*** RECORD EXTRACTS Section Begins ***
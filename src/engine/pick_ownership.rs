//! Future draft-pick ownership from trade replay.

use crate::domain::ordering::sort_transactions_deterministic;
use crate::domain::{
    DraftPickClaim, DraftPickTransfer, RosterId, Season, TimeMs, Transaction, TransactionKind,
};
use serde::Serialize;
use std::collections::{BTreeMap, BTreeSet, HashSet};
use tracing::{debug, warn};

/// Identifies a pick within one season: whose slot it was and which round.
#[derive(Debug, Clone, Copy, PartialEq, Eq, PartialOrd, Ord, Hash, Serialize)]
#[serde(rename_all = "camelCase")]
pub struct PickKey {
    pub original_roster_id: RosterId,
    pub round: u32,
}

impl PickKey {
    pub fn new(original_roster_id: RosterId, round: u32) -> Self {
        Self {
            original_roster_id,
            round,
        }
    }
}

/// One hand-off of a pick, kept for audit display.
#[derive(Debug, Clone, PartialEq, Eq, Serialize)]
#[serde(rename_all = "camelCase")]
pub struct PickTransferRecord {
    pub from_roster_id: RosterId,
    pub to_roster_id: RosterId,
    pub trade_id: String,
    pub at: TimeMs,
}

/// Ownership of every pick of one season, with per-pick transfer history.
///
/// Owners are always the result of replaying every accepted transaction from
/// scratch in `(status_updated, transaction_id)` order, so the result does not
/// depend on how the input was batched.
#[derive(Debug, Clone)]
pub struct PickOwnershipLedger {
    season: Season,
    rounds: u32,
    rosters: BTreeSet<RosterId>,
    owners: BTreeMap<PickKey, RosterId>,
    history: BTreeMap<PickKey, Vec<PickTransferRecord>>,
    seen: HashSet<String>,
    accepted: Vec<Transaction>,
}

impl PickOwnershipLedger {
    /// Every roster starts out owning its own pick in every round.
    pub fn new(rosters: &[RosterId], season: Season, rounds: u32) -> Self {
        let rosters: BTreeSet<RosterId> = rosters.iter().copied().collect();
        let mut ledger = Self {
            season,
            rounds,
            rosters,
            owners: BTreeMap::new(),
            history: BTreeMap::new(),
            seen: HashSet::new(),
            accepted: Vec::new(),
        };
        ledger.reset();
        ledger
    }

    /// Add a batch of transactions and replay.
    ///
    /// Transactions that are not complete, carry no picks, or were already
    /// applied are skipped.
    pub fn apply(&mut self, batch: &[Transaction]) {
        let mut added = 0usize;
        for tx in batch {
            if !tx.is_complete() || tx.draft_picks.is_empty() {
                continue;
            }
            if !matches!(tx.kind, TransactionKind::Trade | TransactionKind::Commissioner) {
                continue;
            }
            if !self.seen.insert(tx.transaction_id.clone()) {
                continue;
            }
            self.accepted.push(tx.clone());
            added += 1;
        }

        if added > 0 {
            sort_transactions_deterministic(&mut self.accepted);
            self.replay();
        }
    }

    pub fn season(&self) -> Season {
        self.season
    }

    pub fn rounds(&self) -> u32 {
        self.rounds
    }

    pub fn rosters(&self) -> impl Iterator<Item = RosterId> + '_ {
        self.rosters.iter().copied()
    }

    pub fn owner(&self, original_roster_id: RosterId, round: u32) -> Option<RosterId> {
        self.owners
            .get(&PickKey::new(original_roster_id, round))
            .copied()
    }

    /// Transfer history of a pick, oldest first. Empty if never traded.
    pub fn history(&self, original_roster_id: RosterId, round: u32) -> &[PickTransferRecord] {
        self.history
            .get(&PickKey::new(original_roster_id, round))
            .map(Vec::as_slice)
            .unwrap_or(&[])
    }

    /// All claims ordered by (original roster, round).
    pub fn claims(&self) -> Vec<DraftPickClaim> {
        self.owners
            .iter()
            .map(|(key, owner)| DraftPickClaim {
                season: self.season,
                round: key.round,
                original_roster_id: key.original_roster_id,
                current_owner_roster_id: *owner,
            })
            .collect()
    }

    /// Picks currently held by `roster`, ordered by (round, original roster).
    pub fn owned_by(&self, roster: RosterId) -> Vec<DraftPickClaim> {
        let mut claims: Vec<_> = self
            .claims()
            .into_iter()
            .filter(|c| c.current_owner_roster_id == roster)
            .collect();
        claims.sort_by_key(|c| (c.round, c.original_roster_id));
        claims
    }

    fn reset(&mut self) {
        self.owners.clear();
        self.history.clear();
        for roster in &self.rosters {
            for round in 1..=self.rounds {
                self.owners.insert(PickKey::new(*roster, round), *roster);
            }
        }
    }

    fn replay(&mut self) {
        self.reset();
        let accepted = std::mem::take(&mut self.accepted);
        for tx in &accepted {
            for transfer in &tx.draft_picks {
                if transfer.season != self.season {
                    continue;
                }
                if !self.is_known_transfer(transfer, &tx.transaction_id) {
                    continue;
                }

                let key = PickKey::new(transfer.original_roster_id, transfer.round);
                if let Some(current) = self.owners.get(&key) {
                    if *current != transfer.previous_owner_id {
                        debug!(
                            trade_id = %tx.transaction_id,
                            round = transfer.round,
                            original = %transfer.original_roster_id,
                            expected_from = %current,
                            reported_from = %transfer.previous_owner_id,
                            "Pick transfer does not start from the replayed owner"
                        );
                    }
                }

                self.owners.insert(key, transfer.owner_id);
                self.history.entry(key).or_default().push(PickTransferRecord {
                    from_roster_id: transfer.previous_owner_id,
                    to_roster_id: transfer.owner_id,
                    trade_id: tx.transaction_id.clone(),
                    at: tx.status_updated,
                });
            }
        }
        self.accepted = accepted;
    }

    fn is_known_transfer(&self, transfer: &DraftPickTransfer, trade_id: &str) -> bool {
        let rosters_known = self.rosters.contains(&transfer.original_roster_id)
            && self.rosters.contains(&transfer.previous_owner_id)
            && self.rosters.contains(&transfer.owner_id);
        let round_known = (1..=self.rounds).contains(&transfer.round);
        if !rosters_known || !round_known {
            warn!(
                trade_id = %trade_id,
                season = %transfer.season,
                round = transfer.round,
                original = %transfer.original_roster_id,
                to = %transfer.owner_id,
                "Ignoring pick transfer outside the league's rosters or rounds"
            );
            return false;
        }
        true
    }
}

/// Compute current ownership of every `(original roster, round)` pick of `season`.
pub fn resolve_ownership(
    rosters: &[RosterId],
    trades: &[Transaction],
    season: Season,
    rounds: u32,
) -> PickOwnershipLedger {
    let mut ledger = PickOwnershipLedger::new(rosters, season, rounds);
    ledger.apply(trades);
    ledger
}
*** RECORD EXTRACTS Section Ends ***
ACTION ITEM: Restate the entries above, keeping every word intact.

FINAL ANSWER:
filename src/engine/pick_ownership.rs
//! Future draft-pick ownership from trade replay.

use crate::domain::ordering::sort_transactions_deterministic;
use crate::domain::{
    DraftPickClaim, DraftPickTransfer, RosterId, Season, TimeMs, Transaction, TransactionKind,
};
use serde::Serialize;
use std::collections::{BTreeMap, BTreeSet, HashSet};
use tracing::{debug, warn};

/// Identifies a pick within one season: whose slot it was and which round.
#[derive(Debug, Clone, Copy, PartialEq, Eq, PartialOrd, Ord, Hash, Serialize)]
#[serde(rename_all = "camelCase")]
pub struct PickKey {
    pub original_roster_id: RosterId,
    pub round: u32,
}

impl PickKey {
    pub fn new(original_roster_id: RosterId, round: u32) -> Self {
        Self {
            original_roster_id,
            round,
        }
    }
}

/// One hand-off of a pick, kept for audit display.
#[derive(Debug, Clone, PartialEq, Eq, Serialize)]
#[serde(rename_all = "camelCase")]
pub struct PickTransferRecord {
    pub from_roster_id: RosterId,
    pub to_roster_id: RosterId,
    pub trade_id: String,
    pub at: TimeMs,
}

/// Ownership of every pick of one season, with per-pick transfer history.
///
/// Owners are always the result of replaying every accepted transaction from
/// scratch in `(status_updated, transaction_id)` order, so the result does not
/// depend on how the input was batched.
#[derive(Debug, Clone)]
pub struct PickOwnershipLedger {
    season: Season,
    rounds: u32,
    rosters: BTreeSet<RosterId>,
    owners: BTreeMap<PickKey, RosterId>,
    history: BTreeMap<PickKey, Vec<PickTransferRecord>>,
    seen: HashSet<String>,
    accepted: Vec<Transaction>,
}

impl PickOwnershipLedger {
    /// Every roster starts out owning its own pick in every round.
    pub fn new(rosters: &[RosterId], season: Season, rounds: u32) -> Self {
        let rosters: BTreeSet<RosterId> = rosters.iter().copied().collect();
        let mut ledger = Self {
            season,
            rounds,
            rosters,
            owners: BTreeMap::new(),
            history: BTreeMap::new(),
            seen: HashSet::new(),
            accepted: Vec::new(),
        };
        ledger.reset();
        ledger
    }

    /// Add a batch of transactions and replay.
    ///
    /// Transactions that are not complete, carry no picks, or were already
    /// applied are skipped.
    pub fn apply(&mut self, batch: &[Transaction]) {
        let mut added = 0usize;
        for tx in batch {
            if !tx.is_complete() || tx.draft_picks.is_empty() {
                continue;
            }
            if !matches!(tx.kind, TransactionKind::Trade | TransactionKind::Commissioner) {
                continue;
            }
            if !self.seen.insert(tx.transaction_id.clone()) {
                continue;
            }
            self.accepted.push(tx.clone());
            added += 1;
        }

        if added > 0 {
            sort_transactions_deterministic(&mut self.accepted);
            self.replay();
        }
    }

    pub fn season(&self) -> Season {
        self.season
    }

    pub fn rounds(&self) -> u32 {
        self.rounds
    }

    pub fn rosters(&self) -> impl Iterator<Item = RosterId> + '_ {
        self.rosters.iter().copied()
    }

    pub fn owner(&self, original_roster_id: RosterId, round: u32) -> Option<RosterId> {
        self.owners
            .get(&PickKey::new(original_roster_id, round))
            .copied()
    }

    /// Transfer history of a pick, oldest first. Empty if never traded.
    pub fn history(&self, original_roster_id: RosterId, round: u32) -> &[PickTransferRecord] {
        self.history
            .get(&PickKey::new(original_roster_id, round))
            .map(Vec::as_slice)
            .unwrap_or(&[])
    }

    /// All claims ordered by (original roster, round).
    pub fn claims(&self) -> Vec<DraftPickClaim> {
        self.owners
            .iter()
            .map(|(key, owner)| DraftPickClaim {
                season: self.season,
                round: key.round,
                original_roster_id: key.original_roster_id,
                current_owner_roster_id: *owner,
            })
            .collect()
    }

    /// Picks currently held by `roster`, ordered by (round, original roster).
    pub fn owned_by(&self, roster: RosterId) -> Vec<DraftPickClaim> {
        let mut claims: Vec<_> = self
            .claims()
            .into_iter()
            .filter(|c| c.current_owner_roster_id == roster)
            .collect();
        claims.sort_by_key(|c| (c.round, c.original_roster_id));
        claims
    }

    fn reset(&mut self) {
        self.owners.clear();
        self.history.clear();
        for roster in &self.rosters {
            for round in 1..=self.rounds {
                self.owners.insert(PickKey::new(*roster, round), *roster);
            }
        }
    }

    fn replay(&mut self) {
        self.reset();
        let accepted = std::mem::take(&mut self.accepted);
        for tx in &accepted {
            for transfer in &tx.draft_picks {
                if transfer.season != self.season {
                    continue;
                }
                if !self.is_known_transfer(transfer, &tx.transaction_id) {
                    continue;
                }

                let key = PickKey::new(transfer.original_roster_id, transfer.round);
                if let Some(current) = self.owners.get(&key) {
                    if *current != transfer.previous_owner_id {
                        debug!(
                            trade_id = %tx.transaction_id,
                            round = transfer.round,
                            original = %transfer.original_roster_id,
                            expected_from = %current,
                            reported_from = %transfer.previous_owner_id,
                            "Pick transfer does not start from the replayed owner"
                        );
                    }
                }

                self.owners.insert(key, transfer.owner_id);
                self.history.entry(key).or_default().push(PickTransferRecord {
                    from_roster_id: transfer.previous_owner_id,
                    to_roster_id: transfer.owner_id,
                    trade_id: tx.transaction_id.clone(),
                    at: tx.status_updated,
                });
            }
        }
        self.accepted = accepted;
    }

    fn is_known_transfer(&self, transfer: &DraftPickTransfer, trade_id: &str) -> bool {
        let rosters_known = self.rosters.contains(&transfer.original_roster_id)
            && self.rosters.contains(&transfer.previous_owner_id)
            && self.rosters.contains(&transfer.owner_id);
        let round_known = (1..=self.rounds).contains(&transfer.round);
        if !rosters_known || !round_known {
            warn!(
                trade_id = %trade_id,
                season = %transfer.season,
                round = transfer.round,
                original = %transfer.original_roster_id,
                to = %transfer.owner_id,
                "Ignoring pick transfer outside the league's rosters or rounds"
            );
            return false;
        }
        true
    }
}

/// Compute current ownership of every `(original roster, round)` pick of `season`.
pub fn resolve_ownership(
    rosters: &[RosterId],
    trades: &[Transaction],
    season: Season,
    rounds: u32,
) -> PickOwnershipLedger {
    let mut ledger = PickOwnershipLedger::new(rosters, season, rounds);
    ledger.apply(trades);
    ledger
}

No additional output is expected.